A team of Swiss, Chinese and Japanese researchers has found a way to scale up perovskite solar cells without a loss of stability. In their paper published in the journal Science, the team describes their technique and how the results were verified by representatives with the National Institute of Advanced Industrial Science and Technology.
The mineral perovskite has been in the news a lot of late as researchers have been studying it to see if it might one day replace silicon in solar cells. Over the past two years, various groups have found ways to make light harvesting devices that rely on the material, more and more efficient. Holding them back, however, has been an inability to scale them up to a size that can be tested for efficiency in the same way traditional cells are tested, i.e. with an aperture greater than 1cm2. Typically, they have been closer to 0.1cm2 which means they cannot be accredited. The problem has been in finding a way to scale up devices that uses the material without them losing their stability—in this new effort, the researchers report finding a way to do just that, by finding a way around the problem, rather than by solving it.
Instead of changing the perovskite, the researchers added a new element to a device that uses it, a thin film light collector that is placed over the cells.
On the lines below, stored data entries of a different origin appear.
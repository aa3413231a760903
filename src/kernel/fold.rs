//! Folding of simulated dose boxes into single-octant kernels.
//!
//! Simulation output covers a full rectangular box of voxels around the
//! source. Each non-negative offset of the octant kernel averages the two
//! samples mirrored through the box centre.

use itertools::{Itertools, MinMaxResult};
use ndarray::Array3;

use crate::types::{BoxDim, Index3};

/// Index of the source voxel along an axis whose samples span `min..=max`.
///
/// This is `max - floor((max - min) / 2)`, which is what anchors the
/// reference kernels' octant; it is *not* the geometric midpoint when the
/// range is odd: `centre(0, 3) == 2`, not 1.
pub fn centre(min: usize, max: usize) -> usize {
    max - half_range(min, max)
}

/// Largest non-negative offset reachable on both sides of `centre(min, max)`
pub fn half_range(min: usize, max: usize) -> usize {
    (max - min) / 2
}

/// One scored voxel of a simulation
#[derive(Clone, Copy, Debug, PartialEq)]
pub struct Sample {
    pub index: Index3,
    pub dose: f64,
    /// Standard deviation of `dose`
    pub sigma: f64,
}

/// Dose and uncertainty over the full simulated box, indexed by absolute
/// voxel index. Cells with no sample hold zero.
#[derive(Clone, Debug)]
pub struct RawBox {
    dose : Array3<f64>,
    sigma: Array3<f64>,
    min: Index3,
    max: Index3,
}

/// Octant kernel produced by [`RawBox::fold`]
#[derive(Clone, Debug)]
pub struct Folded {
    pub dose : Array3<f64>,
    pub sigma: Array3<f64>,
}

impl RawBox {

    /// `None` if there are no samples
    pub fn from_samples(samples: &[Sample]) -> Option<Self> {
        let mut min = [0; 3];
        let mut max = [0; 3];
        for axis in 0..3 {
            match samples.iter().map(|s| s.index[axis]).minmax() {
                MinMaxResult::NoElements       => return None,
                MinMaxResult::OneElement(i)    => { min[axis] = i; max[axis] = i; }
                MinMaxResult::MinMax(lo, hi)   => { min[axis] = lo; max[axis] = hi; }
            }
        }
        let shape = (max[0] + 1, max[1] + 1, max[2] + 1);
        let mut dose  = Array3::zeros(shape);
        let mut sigma = Array3::zeros(shape);
        for &Sample { index, dose: d, sigma: s } in samples {
            dose [index] = d;
            sigma[index] = s;
        }
        Some(Self { dose, sigma, min, max })
    }

    pub fn centre(&self) -> Index3 {
        [0, 1, 2].map(|axis| centre(self.min[axis], self.max[axis]))
    }

    /// Shape of the octant kernel which `fold` will produce
    pub fn folded_dim(&self) -> BoxDim {
        [0, 1, 2].map(|axis| half_range(self.min[axis], self.max[axis]) + 1)
    }

    /// Average each pair of samples mirrored through the centre: the mean of
    /// the doses, and the quadrature mean `sqrt((σ₊² + σ₋²) / 2)` of their
    /// uncertainties.
    pub fn fold(&self) -> Folded {
        let [cx, cy, cz] = self.centre();
        let [nx, ny, nz] = self.folded_dim();
        let plus  = |(ix, iy, iz): (usize, usize, usize)| [cx + ix, cy + iy, cz + iz];
        let minus = |(ix, iy, iz): (usize, usize, usize)| [cx - ix, cy - iy, cz - iz];
        let dose = Array3::from_shape_fn((nx, ny, nz), |i| {
            (self.dose[plus(i)] + self.dose[minus(i)]) / 2.0
        });
        let sigma = Array3::from_shape_fn((nx, ny, nz), |i| {
            let (p, m) = (self.sigma[plus(i)], self.sigma[minus(i)]);
            ((p * p + m * m) / 2.0).sqrt()
        });
        Folded { dose, sigma }
    }
}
The film was constructed in two layers, one a positively charged cubic rocksalt semiconductor, the other a sheet of negatively charged titanium oxide. Arriving light causes the perovskite layer to be excited which results in liberated electrons moving through the titanium oxide layer on one side of the film while holes are transported through the other. The result is a protective film covering that actually increases conductivity of the device.
In addition to allowing perovskite based devices to be scaled up enough to meet accreditation standards, the film also boosted efficiency—to levels slightly higher than 15 percent. The film was also found to protect the cells from humidity, which has been another factor holding back the development of perovskite based cells that can be used in the real world.